(Dataset records)

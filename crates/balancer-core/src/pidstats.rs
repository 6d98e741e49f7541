/// Accumulated CPU time, in clock ticks, for a process and its children.
///
/// Mirrors `utime+stime+cutime+cstime` from `/proc/<pid>/stat`; only
/// meaningful on Linux, where the pool's usage-based dispatch tier uses it
/// to pick the least-loaded child.
#[cfg(target_os = "linux")]
pub fn cpu_ticks(pid: u32) -> std::io::Result<u64> {
    let contents = std::fs::read_to_string(format!("/proc/{pid}/stat"))?;
    // Fields after the process name (which may itself contain spaces and is
    // wrapped in parentheses) are whitespace separated and fixed-position.
    let after_comm = contents
        .rfind(')')
        .map(|i| &contents[i + 2..])
        .ok_or_else(|| std::io::Error::new(std::io::ErrorKind::InvalidData, "malformed stat line"))?;
    let fields: Vec<&str> = after_comm.split_whitespace().collect();
    // state=0, ppid=1, ... utime=11, stime=12, cutime=13, cstime=14
    // (offsets counted from the field following the comm field, which is
    // itself field index 2 in the canonical /proc/pid/stat numbering).
    let utime: u64 = fields.get(11).and_then(|s| s.parse().ok()).unwrap_or(0);
    let stime: u64 = fields.get(12).and_then(|s| s.parse().ok()).unwrap_or(0);
    let cutime: u64 = fields.get(13).and_then(|s| s.parse().ok()).unwrap_or(0);
    let cstime: u64 = fields.get(14).and_then(|s| s.parse().ok()).unwrap_or(0);
    Ok(utime + stime + cutime + cstime)
}

#[cfg(not(target_os = "linux"))]
pub fn cpu_ticks(_pid: u32) -> std::io::Result<u64> {
    Err(std::io::Error::new(std::io::ErrorKind::Unsupported, "cpu usage dispatch only on linux"))
}

#[cfg(all(test, target_os = "linux"))]
mod tests {
    use super::*;

    #[test]
    fn reads_own_pid_without_error() {
        let pid = std::process::id();
        let ticks = cpu_ticks(pid).unwrap();
        // Any running process has accrued at least a handful of ticks by the
        // time it reaches a test body.
        let _ = ticks;
    }

    #[test]
    fn parses_synthetic_stat_line() {
        // comm field deliberately contains a space and a closing paren look-alike.
        let line = "1234 (my) proc) R 1 1234 1234 0 -1 4194304 100 0 0 0 10 20 5 7 20 0 1 0 100 0 0 18446744073709551615 0 0 0 0 0 0 0 0 0 0 0 0 17 0 0 0 0 0 0";
        let after_comm = &line[line.rfind(')').unwrap() + 2..];
        let fields: Vec<&str> = after_comm.split_whitespace().collect();
        let utime: u64 = fields[11].parse().unwrap();
        let stime: u64 = fields[12].parse().unwrap();
        let cutime: u64 = fields[13].parse().unwrap();
        let cstime: u64 = fields[14].parse().unwrap();
        assert_eq!(utime + stime + cutime + cstime, 10 + 20 + 5 + 7);
    }
}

_EXERCISE INSTRUCTIONS_.
Each line holding "from" in the records should be copied out.

_EXERCISE OUTPUT_.
/// Mirrors `utime+stime+cutime+cstime` from `/proc/<pid>/stat`; only
    // (offsets counted from the field following the comm field, which is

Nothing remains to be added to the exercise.